階段の折り返しの部分を「踊り場」というのは皆様もご存知だと思います。

踊り場と呼ばれた意味を調べてみると、明治時代ごろから高さのある洋風建築が作られ、階段分のこのスペースを、女性がドレスやスカートで方向転換して揺れる姿が踊っている様に見えることから踊り場と呼ばれる様になったという説がありました。

明治時代以前は着物が主流だったと思いますし、現代では当たり前に見えても、当時はドレスやスカートが揺れる姿というのは斬新で印象的だったのかもしれませんね。

また、この踊り場を作る意味もある様で、踊り場は、階段を上り下りする際の足休めや、最下までの転落を防ぐ役割もあり、建築基準法で幅や踏面の寸法などが定められている様です。

疲れを感じた時は長期的な視点

なぜ踊り場の話を始めたかと言いますと、私がモットーとしている言葉の1つに「速やかに成長するものは早く枯れ 徐々に生長するものは永続する」という言葉があります。

この言葉は、ホーランドというアメリカのジャーナリスト・小説家の言葉ですが、この言葉と踊り場を結び付けている記事をたまたま読み、そこには、成長においても踊り場が必要と書かれていました。

確かに、瞬発力があり、短期間に成果を出す人は優秀ですし華がありますよね。仕事においてもそうですし、勉強やスポーツにおいても目立ちます。そして多くの人が羨みますよね。

では、短期間で成果が出ないことが悪いのかというと、私はそうではないと考えており、それが、先程の言葉をモットーにしている理由です。

なだらかではあるが長期的に成長し、瞬発力はなくても安定して成果を出すことは、派手さは無くても永続性というメリットがあると私は考えます。もちろん、爆発的な成果を永続的にできるのが一番ですが、万人ができることではないですよね。

ホーランドの言葉には「枯れ」という言葉が入っているので、植物を連想しますが、確かにきれいな「花」などは比較的成長が早く、多くの人から好かれて華やかですが、枯れる時間も早いですよね。一方で「木」は成長するまでとても時間がかかりますが、花と比べると枯れるまでの時間は相当長いです。

どちらにも良さがあり、どちらか正しいということはありません。ただ、近年は私達が関わる様々な部分がデジタル化されてきたこともあり、スピードが重要視されている時代ですので、瞬発力のある方が評価されている傾向はあります。

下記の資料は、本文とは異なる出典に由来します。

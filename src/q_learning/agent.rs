//! Q-learning pursuit controller
//!
//! This module implements the decision/update engine invoked by the host
//! engine: one `on_decision` call per turn, one `on_episode_end` call when
//! the episode concludes. The controller never drives the game loop itself.

use rand::{Rng, SeedableRng, rngs::StdRng, seq::IndexedRandom};

use crate::{
    config::AgentConfig,
    error::{Error, Result},
    ports::Observation,
    q_learning::q_table::QTable,
    state::AbstractState,
    stats::EpisodeStats,
    types::Action,
};

/// The single most recent (state, action, raw score) triple.
///
/// Exactly one of these exists per agent, replaced on every decision and
/// cleared at episode boundaries. One-step TD keeps no deeper history.
#[derive(Debug, Clone)]
struct Transition {
    state: AbstractState,
    action: Action,
    score: f64,
}

fn build_rng(seed: Option<u64>) -> StdRng {
    if let Some(seed) = seed {
        StdRng::seed_from_u64(seed)
    } else {
        StdRng::from_rng(&mut rand::rng())
    }
}

/// Tabular Q-learning agent for the pursuit game.
///
/// Learns action values with the one-step Q-learning update
///
/// ```text
/// Q(s,a) ← (1 - α) Q(s,a) + α [r + γ max_a' Q(s',a')]
/// ```
///
/// where the reward is the score delta between consecutive callbacks.
/// Action selection is ε-greedy over the engine-supplied legal set. After
/// `num_training` episodes both α and ε are forced to zero permanently:
/// the agent stops learning and exploring and plays pure greedy.
///
/// Each agent owns its table and transition memory outright. Hosts that
/// control several entities must construct one agent per entity.
#[derive(Debug, Clone)]
pub struct QLearnAgent {
    q_table: QTable,
    alpha: f64,
    epsilon: f64,
    gamma: f64,
    num_training: usize,
    episodes_so_far: usize,
    memory: Option<Transition>,
    stats: EpisodeStats,
    rng: StdRng,
}

impl QLearnAgent {
    /// Create an agent from a validated configuration.
    ///
    /// # Errors
    ///
    /// Returns [`Error::InvalidParameter`] if any rate in the configuration
    /// is outside [0, 1] or not finite.
    pub fn new(config: AgentConfig) -> Result<Self> {
        config.validate()?;
        Ok(Self {
            q_table: QTable::new(),
            alpha: config.alpha,
            epsilon: config.epsilon,
            gamma: config.gamma,
            num_training: config.num_training,
            episodes_so_far: 0,
            memory: None,
            stats: EpisodeStats::new(),
            rng: build_rng(config.seed),
        })
    }

    /// Decision callback: called by the engine once per turn.
    ///
    /// Applies the TD update for the previous transition (skipped on the
    /// first decision of an episode), then selects an action ε-greedily
    /// over `observation.legal_actions()` and records the new transition.
    /// The returned action is always a member of the legal set.
    ///
    /// # Errors
    ///
    /// Returns [`Error::NoLegalActions`] if the engine supplies an empty
    /// legal set; the engine contract is to never do so.
    pub fn on_decision(&mut self, observation: &dyn Observation) -> Result<Action> {
        let legal = observation.legal_actions();
        if legal.is_empty() {
            return Err(Error::NoLegalActions);
        }

        let state = AbstractState::from_observation(observation);
        self.apply_td_update(&state, legal, observation.score());

        let action = self.select_action_epsilon_greedy(&state, legal);

        self.memory = Some(Transition {
            state,
            action,
            score: observation.score(),
        });

        Ok(action)
    }

    /// Episode-end callback: called by the engine after a win or a loss.
    ///
    /// Applies the terminal TD update (empty successor set, so no future
    /// value), clears the transition memory so nothing leaks into the next
    /// episode, tallies the outcome, and advances the episode counter. Once
    /// `num_training` episodes have completed, α and ε are set to zero;
    /// further calls leave them there.
    pub fn on_episode_end(&mut self, observation: &dyn Observation) -> Result<()> {
        let state = AbstractState::from_observation(observation);
        self.apply_td_update(&state, &[], observation.score());
        self.memory = None;

        self.stats.record(observation.is_terminal_win());
        self.episodes_so_far += 1;

        if self.episodes_so_far >= self.num_training {
            self.alpha = 0.0;
            self.epsilon = 0.0;
        }

        Ok(())
    }

    /// One-step TD update of the remembered transition.
    ///
    /// No-op when there is no transition memory (first decision of an
    /// episode). `succ_legal` is the successor action set; empty signals a
    /// terminal state and contributes zero future value.
    fn apply_td_update(&mut self, next_state: &AbstractState, succ_legal: &[Action], score: f64) {
        let Some(prev) = self.memory.clone() else {
            return;
        };

        let max_next = self.q_table.max_value(next_state, succ_legal);
        let reward = score - prev.score;
        let target = reward + self.gamma * max_next;
        let updated =
            self.q_table.value(&prev.state, prev.action) * (1.0 - self.alpha) + self.alpha * target;
        self.q_table.set(prev.state, prev.action, updated);
    }

    /// ε-greedy action selection over the engine-supplied legal set.
    ///
    /// A uniform draw in [0, 1) strictly above ε selects greedily (ties
    /// broken by first occurrence in `legal`); otherwise the action is
    /// uniform random. ε = 1.0 therefore forces pure random play and
    /// ε = 0.0 pure greedy.
    fn select_action_epsilon_greedy(&mut self, state: &AbstractState, legal: &[Action]) -> Action {
        let draw: f64 = self.rng.random();
        if draw > self.epsilon {
            self.q_table.greedy_action(state, legal).unwrap_or(legal[0])
        } else {
            *legal.choose(&mut self.rng).unwrap_or(&legal[0])
        }
    }

    /// Current learning rate (zero once training has completed).
    pub fn alpha(&self) -> f64 {
        self.alpha
    }

    /// Current exploration rate (zero once training has completed).
    pub fn epsilon(&self) -> f64 {
        self.epsilon
    }

    /// Discount factor.
    pub fn gamma(&self) -> f64 {
        self.gamma
    }

    /// Number of completed episodes.
    pub fn episodes_so_far(&self) -> usize {
        self.episodes_so_far
    }

    /// Episode count after which learning freezes.
    pub fn num_training(&self) -> usize {
        self.num_training
    }

    /// Whether the agent is still in its training phase.
    pub fn is_training(&self) -> bool {
        self.episodes_so_far < self.num_training
    }

    /// Win/loss tally across completed episodes.
    pub fn stats(&self) -> EpisodeStats {
        self.stats
    }

    /// Read access to the learned table, for inspection and diagnostics.
    pub fn q_table(&self) -> &QTable {
        &self.q_table
    }
}
//! Common test fixtures for the gridpursuit test suite.
//!
//! Provides a scripted observation type so contract tests can hand the
//! controller exact decision points without a running engine.

use gridpursuit::{Action, Observation, Position};

/// A hand-built observation describing one decision point.
pub struct ScriptedObservation {
    pub legal: Vec<Action>,
    pub agent: Position,
    pub adversaries: Vec<Position>,
    pub score: f64,
    pub won: bool,
}

impl ScriptedObservation {
    /// Observation with a single adversary parked far away.
    pub fn at(agent: Position, legal: Vec<Action>, score: f64) -> Self {
        Self {
            legal,
            agent,
            adversaries: vec![Position::new(9, 9)],
            score,
            won: false,
        }
    }

    /// Terminal observation (no legal actions) at the given score.
    pub fn terminal(agent: Position, score: f64, won: bool) -> Self {
        Self {
            legal: vec![],
            agent,
            adversaries: vec![Position::new(9, 9)],
            score,
            won,
        }
    }
}

impl Observation for ScriptedObservation {
    fn legal_actions(&self) -> &[Action] {
        &self.legal
    }

    fn controlled_position(&self) -> Position {
        self.agent
    }

    fn adversary_positions(&self) -> &[Position] {
        &self.adversaries
    }

    fn score(&self) -> f64 {
        self.score
    }

    fn is_terminal_win(&self) -> bool {
        self.won
    }
}
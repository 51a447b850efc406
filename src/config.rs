//! Configuration for agent creation.

use serde::{Deserialize, Serialize};

use crate::error::{Error, Result};

/// Configuration for creating a Q-learning agent.
///
/// Typically populated from the host's startup arguments. All rates must be
/// finite values in [0, 1]; [`AgentConfig::validate`] enforces this before
/// an agent is constructed.
///
/// # Examples
///
/// ```
/// use gridpursuit::AgentConfig;
///
/// let config = AgentConfig::new()
///     .with_alpha(0.5)
///     .with_num_training(100)
///     .with_seed(42);
/// ```
#[derive(Debug, Clone, Serialize, Deserialize)]
pub struct AgentConfig {
    /// Learning rate α
    pub alpha: f64,
    /// Exploration rate ε
    pub epsilon: f64,
    /// Discount factor γ
    pub gamma: f64,
    /// Number of training episodes before learning is frozen
    pub num_training: usize,
    /// Random seed for reproducibility
    pub seed: Option<u64>,
}

impl AgentConfig {
    /// Create a configuration with the default parameters
    /// (α = 0.2, ε = 0.05, γ = 0.8, 10 training episodes, unseeded).
    pub fn new() -> Self {
        Self {
            alpha: 0.2,
            epsilon: 0.05,
            gamma: 0.8,
            num_training: 10,
            seed: None,
        }
    }

    /// Set the learning rate.
    pub fn with_alpha(mut self, alpha: f64) -> Self {
        self.alpha = alpha;
        self
    }

    /// Set the exploration rate.
    pub fn with_epsilon(mut self, epsilon: f64) -> Self {
        self.epsilon = epsilon;
        self
    }

    /// Set the discount factor.
    pub fn with_gamma(mut self, gamma: f64) -> Self {
        self.gamma = gamma;
        self
    }

    /// Set the number of training episodes.
    pub fn with_num_training(mut self, num_training: usize) -> Self {
        self.num_training = num_training;
        self
    }

    /// Set the random seed for deterministic behavior.
    pub fn with_seed(mut self, seed: u64) -> Self {
        self.seed = Some(seed);
        self
    }

    /// Check that all rates are finite and within [0, 1].
    ///
    /// # Errors
    ///
    /// Returns [`Error::InvalidParameter`] naming the first offending field.
    pub fn validate(&self) -> Result<()> {
        for (name, value) in [
            ("alpha", self.alpha),
            ("epsilon", self.epsilon),
            ("gamma", self.gamma),
        ] {
            if !value.is_finite() || !(0.0..=1.0).contains(&value) {
                return Err(Error::InvalidParameter { name, value });
            }
        }
        Ok(())
    }
}

impl Default for AgentConfig {
    fn default() -> Self {
        Self::new()
    }
}
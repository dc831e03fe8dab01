//! Message bodies and their transfer framing

use serde::{Deserialize, Serialize};

/// Transfer coding of a body on the wire
#[derive(Debug, Clone, Copy, PartialEq, Eq, Default, Serialize, Deserialize)]
#[serde(rename_all = "lowercase")]
pub enum TransferEncoding {
    #[default]
    Identity,
    Chunked,
}

/// HTTP message body.
///
/// `content` is always the decoded payload. For chunked bodies `wire`
/// keeps the exact bytes that were received (sizes, extensions and
/// trailers included) until the content is replaced.
#[derive(Debug, Clone, Default, PartialEq, Eq, Serialize, Deserialize)]
pub struct Body {
    #[serde(with = "base64_bytes")]
    content: Vec<u8>,
    declared_length: Option<usize>,
    transfer_encoding: TransferEncoding,
    #[serde(skip)]
    wire: Option<Vec<u8>>,
    /// Body was delimited by the connection closing
    until_close: bool,
}

impl Body {
    pub fn empty() -> Self {
        Self::default()
    }

    /// Identity body with a declared length equal to its size
    pub fn from_bytes(content: impl Into<Vec<u8>>) -> Self {
        let content = content.into();
        Self {
            declared_length: Some(content.len()),
            content,
            ..Self::default()
        }
    }

    pub(crate) fn with_length(content: Vec<u8>, declared: Option<usize>) -> Self {
        Self {
            content,
            declared_length: declared,
            ..Self::default()
        }
    }

    pub(crate) fn chunked(content: Vec<u8>, wire: Vec<u8>) -> Self {
        Self {
            content,
            declared_length: None,
            transfer_encoding: TransferEncoding::Chunked,
            wire: Some(wire),
            until_close: false,
        }
    }

    pub(crate) fn until_close(content: Vec<u8>) -> Self {
        Self {
            content,
            until_close: true,
            ..Self::default()
        }
    }

    pub fn content(&self) -> &[u8] {
        &self.content
    }

    pub fn text(&self) -> String {
        String::from_utf8_lossy(&self.content).to_string()
    }

    pub fn len(&self) -> usize {
        self.content.len()
    }

    pub fn is_empty(&self) -> bool {
        self.content.is_empty()
    }

    pub fn declared_length(&self) -> Option<usize> {
        self.declared_length
    }

    pub fn transfer_encoding(&self) -> TransferEncoding {
        self.transfer_encoding
    }

    pub fn is_until_close(&self) -> bool {
        self.until_close
    }

    /// Replace the payload, keeping the transfer coding. Callers must
    /// keep `Content-Length` in step; `HttpMessage` does this for them.
    pub fn set_content(&mut self, content: impl Into<Vec<u8>>) {
        self.content = content.into();
        self.wire = None;
        if self.transfer_encoding == TransferEncoding::Identity && !self.until_close {
            self.declared_length = Some(self.content.len());
        }
    }

    /// Bytes as written on the wire
    pub fn write_to(&self, out: &mut Vec<u8>) {
        match (self.transfer_encoding, &self.wire) {
            (TransferEncoding::Chunked, Some(wire)) => out.extend_from_slice(wire),
            (TransferEncoding::Chunked, None) => {
                if !self.content.is_empty() {
                    out.extend_from_slice(format!("{:x}\r\n", self.content.len()).as_bytes());
                    out.extend_from_slice(&self.content);
                    out.extend_from_slice(b"\r\n");
                }
                out.extend_from_slice(b"0\r\n\r\n");
            }
            (TransferEncoding::Identity, _) => out.extend_from_slice(&self.content),
        }
    }

    pub fn to_wire(&self) -> Vec<u8> {
        let mut out = Vec::with_capacity(self.content.len());
        self.write_to(&mut out);
        out
    }
}

mod base64_bytes {
    use base64::{engine::general_purpose::STANDARD, Engine as _};
    use serde::{Deserialize, Deserializer, Serializer};

    pub fn serialize<S: Serializer>(bytes: &[u8], serializer: S) -> Result<S::Ok, S::Error> {
        serializer.serialize_str(&STANDARD.encode(bytes))
    }

    pub fn deserialize<'de, D: Deserializer<'de>>(deserializer: D) -> Result<Vec<u8>, D::Error> {
        let encoded = String::deserialize(deserializer)?;
        STANDARD.decode(encoded).map_err(serde::de::Error::custom)
    }
}

#[cfg(test)]
mod tests {
    use super::*;

    #[test]
    fn test_rechunk_after_modification() {
        let mut body = Body::chunked(b"hello".to_vec(), b"5;ext=1\r\nhello\r\n0\r\n\r\n".to_vec());
        assert_eq!(body.to_wire(), b"5;ext=1\r\nhello\r\n0\r\n\r\n");

        body.set_content("hi there");
        assert_eq!(body.to_wire(), b"8\r\nhi there\r\n0\r\n\r\n");
        assert_eq!(body.transfer_encoding(), TransferEncoding::Chunked);
    }

    #[test]
    fn test_identity_length_tracks_content() {
        let mut body = Body::from_bytes("abc");
        assert_eq!(body.declared_length(), Some(3));
        body.set_content("abcdef");
        assert_eq!(body.declared_length(), Some(6));
    }

    #[test]
    fn test_serde_roundtrip_uses_base64() {
        let body = Body::from_bytes(vec![0u8, 159, 146, 150]);
        let json = serde_json::to_string(&body).unwrap();
        assert!(json.contains("AJ+Slg=="));
        let back: Body = serde_json::from_str(&json).unwrap();
        assert_eq!(back.content(), body.content());
    }
}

もちろん、人生においても、仕事においても、何かしらスタートを切る際はある程度の負荷をかけて瞬発力を高める必要はあります。ですが、その負荷を永続しなければならないと考えると、悩んでしまう人も多いのではないでしょうか。疲れてしまう人も多いと思います。

私が疲れを感じた時は、先程の言葉を浮かべて長期的に自分を成長させ、仕事においても私生活においても、長期的に成果を出していこうと考えたりしています。IT業界やコンサルティングファームで仕事しているとスピードに追われることも多く、もし今疲れを感じられているのであれば、ホーランドの考え方も参考にされてみてはいかがでしょうか。

今は少し踊り場の時期

新型コロナの影響がもう1年以上続いており、よくGDPがマイナスなどの話も耳にします。そう考えると、今は世の中全体が踊り場の様な時期になっているとも考えます。多くの業界で成長スピードが鈍化していると思いますので、この機会に、瞬発力やスピードというこれまで重要視されてきた価値観だけにとらわれずに、自分の価値や成果が永続的に発揮できる生き方やキャリアは何かということを考えられても良いと思います。